To answer the previous question, we need to talk about why linked list is called linked list. It’s because every element in the list linked to the very next data, so we can know the sequence even thought we didn’t save them sequentially. To let you better understand, the following graph is the illustration of how it works.

Another way that usually seen to draw a linked list is like this.

Operations

Concept of Insertion

To insert K between B and C, we have to follow the steps below.

Get an unused node a.
Set the data field of a to K.
Set the link of a to point to C.
Set the link of B to point to a.

Concept of Deletion

To delete C in the linked list, we have to follow the steps below.

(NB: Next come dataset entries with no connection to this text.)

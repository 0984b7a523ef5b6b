//! MetaTrader terminal side of the hub.
//!
//! Terminals push [`Signal`](sighub_core::Signal)s over their session; the
//! [`SignalDispatcher`] routes each one to the engine services or to the
//! in-process collaborators kept here.

pub mod dispatcher;
pub mod log;
pub mod registry;

pub use dispatcher::{Collaborators, DispatchError, SignalDispatcher};
pub use log::MemoryLog;
pub use registry::{LevelsBook, SignalQueue, TerminalRegistry, DEFAULT_QUEUE_LIMIT};
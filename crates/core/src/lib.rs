pub mod models;
pub mod protocol;
pub mod traits;

pub use models::*;
pub use protocol::*;
pub use traits::*;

Find the element precedes C.
Set the link of the element to the position of D.

Define A Node in C

typedef struct listNode *listPointer;
typedef struct {
    char data;
    listPointer link;
} listNode;

Get(0)

desiredNode = first; // get the first node
return desiredNode->data;

Get(1)

desiredNode = first->link; // get the second node
return desiredNode->data;

Delete “C”

Step 1: find the node before the node to be removed

beforeNode = first->link;

Step 2: save pointer to node that will be deleted

deleteNode = beforeNode->link;

Step 3: change pointer in beforeNode

beforeNode->link = beforeNode->link->link;
free(deleteNode);

Insert “K” before “A"

Step 1: get an unused node, set its data and link fields

MALLOC( newNode, sizeof(*newNode));
newNode->data = ‘K’;
newNode->link = first;

Step2: update first

first = newNode

Insert “K” after “B”

beforeNode = first->link;
MALLOC( newNode, sizeof(*newNode));
newNode->data = ‘K’;
newNode->link = beforeNode->link;
beforeNode->link = newNode;

Circular Linked List

The last node points to the first node.

Doubly Linked List

In general linked list, to find an element will always start at the beginning of the list, but it’s not the case in doubly linked list!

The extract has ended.